Exercise description:
Please repeat the listing exactly, starting at its first line and stopping after the line that contains "Reads the value".
==== Data excerpts ====
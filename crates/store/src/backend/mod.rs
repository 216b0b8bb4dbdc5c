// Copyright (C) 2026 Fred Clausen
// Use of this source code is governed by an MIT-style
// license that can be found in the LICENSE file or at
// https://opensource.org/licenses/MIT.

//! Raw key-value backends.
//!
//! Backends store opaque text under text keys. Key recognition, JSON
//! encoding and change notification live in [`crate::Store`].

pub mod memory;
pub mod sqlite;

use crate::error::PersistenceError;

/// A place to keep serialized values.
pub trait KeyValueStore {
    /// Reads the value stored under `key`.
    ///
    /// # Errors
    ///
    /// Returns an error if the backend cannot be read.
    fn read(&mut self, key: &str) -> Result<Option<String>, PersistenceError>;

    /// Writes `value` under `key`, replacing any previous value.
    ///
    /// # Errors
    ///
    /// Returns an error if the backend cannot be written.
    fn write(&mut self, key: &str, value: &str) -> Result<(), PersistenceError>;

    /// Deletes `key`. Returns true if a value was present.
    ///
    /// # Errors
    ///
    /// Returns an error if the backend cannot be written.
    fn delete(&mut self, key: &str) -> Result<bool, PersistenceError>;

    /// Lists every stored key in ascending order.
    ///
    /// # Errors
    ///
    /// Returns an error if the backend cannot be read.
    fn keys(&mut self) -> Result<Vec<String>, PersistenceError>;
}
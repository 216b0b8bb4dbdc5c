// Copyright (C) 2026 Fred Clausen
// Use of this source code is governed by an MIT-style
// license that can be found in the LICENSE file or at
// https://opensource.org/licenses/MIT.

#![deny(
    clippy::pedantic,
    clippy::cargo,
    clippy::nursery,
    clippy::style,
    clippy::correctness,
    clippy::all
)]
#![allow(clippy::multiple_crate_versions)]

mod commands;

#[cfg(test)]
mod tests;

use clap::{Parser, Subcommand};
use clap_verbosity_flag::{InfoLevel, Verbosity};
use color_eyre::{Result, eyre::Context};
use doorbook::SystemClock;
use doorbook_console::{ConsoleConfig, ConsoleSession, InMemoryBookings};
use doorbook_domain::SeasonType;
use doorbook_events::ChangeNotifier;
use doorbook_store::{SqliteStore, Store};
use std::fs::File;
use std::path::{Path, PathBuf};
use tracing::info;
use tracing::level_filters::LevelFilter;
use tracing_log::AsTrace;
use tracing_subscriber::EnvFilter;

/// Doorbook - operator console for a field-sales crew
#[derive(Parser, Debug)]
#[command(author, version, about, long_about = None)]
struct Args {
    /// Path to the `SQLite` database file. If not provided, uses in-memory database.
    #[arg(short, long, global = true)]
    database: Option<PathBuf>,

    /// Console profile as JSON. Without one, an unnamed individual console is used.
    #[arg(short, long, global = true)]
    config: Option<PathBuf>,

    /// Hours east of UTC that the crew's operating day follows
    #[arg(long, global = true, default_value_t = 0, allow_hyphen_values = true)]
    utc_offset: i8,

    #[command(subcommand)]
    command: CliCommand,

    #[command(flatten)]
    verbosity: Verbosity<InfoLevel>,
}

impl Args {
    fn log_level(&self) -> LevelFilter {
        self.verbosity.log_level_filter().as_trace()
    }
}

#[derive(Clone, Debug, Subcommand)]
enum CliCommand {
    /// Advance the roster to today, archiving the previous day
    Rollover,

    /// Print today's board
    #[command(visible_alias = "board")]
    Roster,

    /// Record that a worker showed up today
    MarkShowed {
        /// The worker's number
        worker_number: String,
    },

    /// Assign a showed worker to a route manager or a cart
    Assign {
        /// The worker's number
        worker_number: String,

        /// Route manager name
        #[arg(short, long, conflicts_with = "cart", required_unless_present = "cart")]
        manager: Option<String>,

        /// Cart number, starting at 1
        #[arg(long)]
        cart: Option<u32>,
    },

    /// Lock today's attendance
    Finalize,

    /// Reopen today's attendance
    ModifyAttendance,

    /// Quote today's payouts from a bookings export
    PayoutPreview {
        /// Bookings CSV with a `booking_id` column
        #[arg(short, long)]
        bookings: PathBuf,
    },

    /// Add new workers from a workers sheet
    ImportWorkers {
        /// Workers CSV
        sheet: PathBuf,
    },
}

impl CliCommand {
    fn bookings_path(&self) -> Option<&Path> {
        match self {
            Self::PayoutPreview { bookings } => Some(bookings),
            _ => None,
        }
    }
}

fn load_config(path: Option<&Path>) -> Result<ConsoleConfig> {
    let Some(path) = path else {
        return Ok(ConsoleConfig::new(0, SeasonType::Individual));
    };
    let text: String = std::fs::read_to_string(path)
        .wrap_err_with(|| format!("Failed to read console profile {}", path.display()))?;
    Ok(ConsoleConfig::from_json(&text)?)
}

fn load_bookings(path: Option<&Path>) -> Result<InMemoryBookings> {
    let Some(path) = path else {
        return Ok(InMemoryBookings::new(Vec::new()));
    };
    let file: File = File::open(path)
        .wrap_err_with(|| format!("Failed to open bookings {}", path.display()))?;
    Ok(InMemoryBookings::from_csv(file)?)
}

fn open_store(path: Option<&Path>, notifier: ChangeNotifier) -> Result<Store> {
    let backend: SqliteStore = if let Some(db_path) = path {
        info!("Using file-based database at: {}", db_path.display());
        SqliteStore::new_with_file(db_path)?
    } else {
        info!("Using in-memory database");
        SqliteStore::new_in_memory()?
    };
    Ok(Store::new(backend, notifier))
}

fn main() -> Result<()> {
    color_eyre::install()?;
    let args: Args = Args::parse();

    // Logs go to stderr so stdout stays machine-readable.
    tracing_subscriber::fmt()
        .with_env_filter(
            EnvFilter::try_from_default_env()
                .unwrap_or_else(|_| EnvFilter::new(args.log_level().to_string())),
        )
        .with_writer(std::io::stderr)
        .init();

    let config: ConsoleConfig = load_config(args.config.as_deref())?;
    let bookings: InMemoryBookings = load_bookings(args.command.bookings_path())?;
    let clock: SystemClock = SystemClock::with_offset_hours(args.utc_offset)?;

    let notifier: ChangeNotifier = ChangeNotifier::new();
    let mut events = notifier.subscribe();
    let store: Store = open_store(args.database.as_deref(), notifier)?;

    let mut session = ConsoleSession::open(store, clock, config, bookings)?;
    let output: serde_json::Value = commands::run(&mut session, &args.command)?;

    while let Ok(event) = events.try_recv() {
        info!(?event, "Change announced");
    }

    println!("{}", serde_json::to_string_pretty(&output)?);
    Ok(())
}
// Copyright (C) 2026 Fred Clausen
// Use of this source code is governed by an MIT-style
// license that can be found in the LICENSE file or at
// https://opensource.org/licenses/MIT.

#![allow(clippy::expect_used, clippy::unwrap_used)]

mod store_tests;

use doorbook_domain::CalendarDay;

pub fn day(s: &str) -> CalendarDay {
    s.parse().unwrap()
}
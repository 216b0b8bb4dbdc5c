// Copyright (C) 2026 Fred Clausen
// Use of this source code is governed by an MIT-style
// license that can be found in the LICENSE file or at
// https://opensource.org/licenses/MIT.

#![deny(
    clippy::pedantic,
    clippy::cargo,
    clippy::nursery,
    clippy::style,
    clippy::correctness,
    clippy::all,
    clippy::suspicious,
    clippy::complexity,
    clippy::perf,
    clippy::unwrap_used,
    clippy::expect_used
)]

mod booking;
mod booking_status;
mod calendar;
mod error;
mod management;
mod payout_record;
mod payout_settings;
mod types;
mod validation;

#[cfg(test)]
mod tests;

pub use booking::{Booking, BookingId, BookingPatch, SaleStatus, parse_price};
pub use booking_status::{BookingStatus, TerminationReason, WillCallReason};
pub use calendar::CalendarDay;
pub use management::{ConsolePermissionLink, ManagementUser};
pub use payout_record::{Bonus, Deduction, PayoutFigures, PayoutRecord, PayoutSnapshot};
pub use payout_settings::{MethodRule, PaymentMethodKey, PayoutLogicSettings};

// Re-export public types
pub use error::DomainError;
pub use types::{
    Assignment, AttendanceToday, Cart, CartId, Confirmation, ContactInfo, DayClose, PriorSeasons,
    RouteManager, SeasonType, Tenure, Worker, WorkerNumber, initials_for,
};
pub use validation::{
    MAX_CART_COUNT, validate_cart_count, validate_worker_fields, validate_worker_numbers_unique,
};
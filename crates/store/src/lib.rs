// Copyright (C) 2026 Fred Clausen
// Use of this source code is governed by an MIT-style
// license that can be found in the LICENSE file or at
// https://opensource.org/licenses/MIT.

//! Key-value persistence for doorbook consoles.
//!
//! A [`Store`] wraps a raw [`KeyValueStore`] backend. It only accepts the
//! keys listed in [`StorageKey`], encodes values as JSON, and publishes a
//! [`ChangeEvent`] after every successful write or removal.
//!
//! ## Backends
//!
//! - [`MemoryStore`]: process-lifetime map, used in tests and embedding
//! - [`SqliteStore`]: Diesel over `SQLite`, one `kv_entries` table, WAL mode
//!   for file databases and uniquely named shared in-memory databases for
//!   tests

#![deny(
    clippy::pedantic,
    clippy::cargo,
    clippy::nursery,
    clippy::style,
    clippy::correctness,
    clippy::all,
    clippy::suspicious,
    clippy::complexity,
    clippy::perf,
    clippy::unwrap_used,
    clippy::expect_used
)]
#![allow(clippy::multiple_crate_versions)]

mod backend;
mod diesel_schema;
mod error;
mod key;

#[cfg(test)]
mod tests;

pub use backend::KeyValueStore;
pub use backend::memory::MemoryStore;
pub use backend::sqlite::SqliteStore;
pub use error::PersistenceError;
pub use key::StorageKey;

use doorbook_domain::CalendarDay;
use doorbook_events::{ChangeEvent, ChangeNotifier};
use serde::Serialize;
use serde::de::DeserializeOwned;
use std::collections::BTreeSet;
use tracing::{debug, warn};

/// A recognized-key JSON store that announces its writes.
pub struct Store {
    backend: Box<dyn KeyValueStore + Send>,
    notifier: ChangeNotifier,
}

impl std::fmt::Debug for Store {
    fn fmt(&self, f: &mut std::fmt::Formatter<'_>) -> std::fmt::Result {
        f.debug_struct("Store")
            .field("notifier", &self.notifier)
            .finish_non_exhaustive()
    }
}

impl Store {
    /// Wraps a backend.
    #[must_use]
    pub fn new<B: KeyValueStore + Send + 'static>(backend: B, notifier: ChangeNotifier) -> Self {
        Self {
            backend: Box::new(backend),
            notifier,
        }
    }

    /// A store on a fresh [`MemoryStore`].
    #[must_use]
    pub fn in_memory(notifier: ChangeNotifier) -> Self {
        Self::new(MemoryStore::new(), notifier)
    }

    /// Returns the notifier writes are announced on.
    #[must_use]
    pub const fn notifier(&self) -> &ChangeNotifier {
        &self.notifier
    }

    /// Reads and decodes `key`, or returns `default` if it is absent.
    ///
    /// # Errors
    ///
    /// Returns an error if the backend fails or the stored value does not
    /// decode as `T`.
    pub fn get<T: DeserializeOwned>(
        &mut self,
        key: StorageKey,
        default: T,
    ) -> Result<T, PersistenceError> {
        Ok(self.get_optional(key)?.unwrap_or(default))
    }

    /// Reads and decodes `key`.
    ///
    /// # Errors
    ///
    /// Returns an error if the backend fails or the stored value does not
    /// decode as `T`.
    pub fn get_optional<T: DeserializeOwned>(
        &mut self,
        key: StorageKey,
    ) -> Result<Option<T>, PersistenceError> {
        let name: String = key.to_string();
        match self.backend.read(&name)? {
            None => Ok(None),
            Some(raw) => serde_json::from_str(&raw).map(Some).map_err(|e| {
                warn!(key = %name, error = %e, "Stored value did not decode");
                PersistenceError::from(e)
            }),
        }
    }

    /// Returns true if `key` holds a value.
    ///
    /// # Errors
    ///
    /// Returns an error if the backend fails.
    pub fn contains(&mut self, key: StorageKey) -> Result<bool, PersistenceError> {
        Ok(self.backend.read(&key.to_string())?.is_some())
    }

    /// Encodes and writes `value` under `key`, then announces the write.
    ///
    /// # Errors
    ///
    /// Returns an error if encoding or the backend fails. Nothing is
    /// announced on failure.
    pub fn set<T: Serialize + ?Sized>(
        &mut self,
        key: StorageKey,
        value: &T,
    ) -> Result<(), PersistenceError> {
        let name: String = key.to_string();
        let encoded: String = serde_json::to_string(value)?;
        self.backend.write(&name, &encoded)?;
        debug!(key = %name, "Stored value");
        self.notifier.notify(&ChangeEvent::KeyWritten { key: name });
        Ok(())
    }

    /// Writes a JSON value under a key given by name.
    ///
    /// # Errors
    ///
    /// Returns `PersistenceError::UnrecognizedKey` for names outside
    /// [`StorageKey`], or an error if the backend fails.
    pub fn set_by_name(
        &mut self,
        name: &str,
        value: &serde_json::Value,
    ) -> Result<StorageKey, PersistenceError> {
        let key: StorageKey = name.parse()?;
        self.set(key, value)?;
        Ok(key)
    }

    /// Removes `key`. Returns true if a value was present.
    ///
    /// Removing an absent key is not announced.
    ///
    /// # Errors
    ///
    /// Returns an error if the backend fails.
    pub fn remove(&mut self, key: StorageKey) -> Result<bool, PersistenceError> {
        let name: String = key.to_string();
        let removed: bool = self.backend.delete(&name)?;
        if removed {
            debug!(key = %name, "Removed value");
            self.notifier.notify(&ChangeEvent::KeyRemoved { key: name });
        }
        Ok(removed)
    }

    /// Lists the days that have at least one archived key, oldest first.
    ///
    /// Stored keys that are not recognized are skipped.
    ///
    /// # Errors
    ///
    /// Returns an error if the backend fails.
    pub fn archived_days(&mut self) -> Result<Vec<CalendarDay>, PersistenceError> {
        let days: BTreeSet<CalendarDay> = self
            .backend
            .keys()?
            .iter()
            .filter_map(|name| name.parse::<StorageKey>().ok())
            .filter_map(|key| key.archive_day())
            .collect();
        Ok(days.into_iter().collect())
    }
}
====
Task result:
filename crates/store/src/backend/mod.rs
repository 216b0b8bb4dbdc5c
// Copyright (C) 2026 Fred Clausen
// Use of this source code is governed by an MIT-style
// license that can be found in the LICENSE file or at
// https://opensource.org/licenses/MIT.

//! Raw key-value backends.
//!
//! Backends store opaque text under text keys. Key recognition, JSON
//! encoding and change notification live in [`crate::Store`].

pub mod memory;
pub mod sqlite;

use crate::error::PersistenceError;

/// A place to keep serialized values.
pub trait KeyValueStore {
    /// Reads the value stored under `key`.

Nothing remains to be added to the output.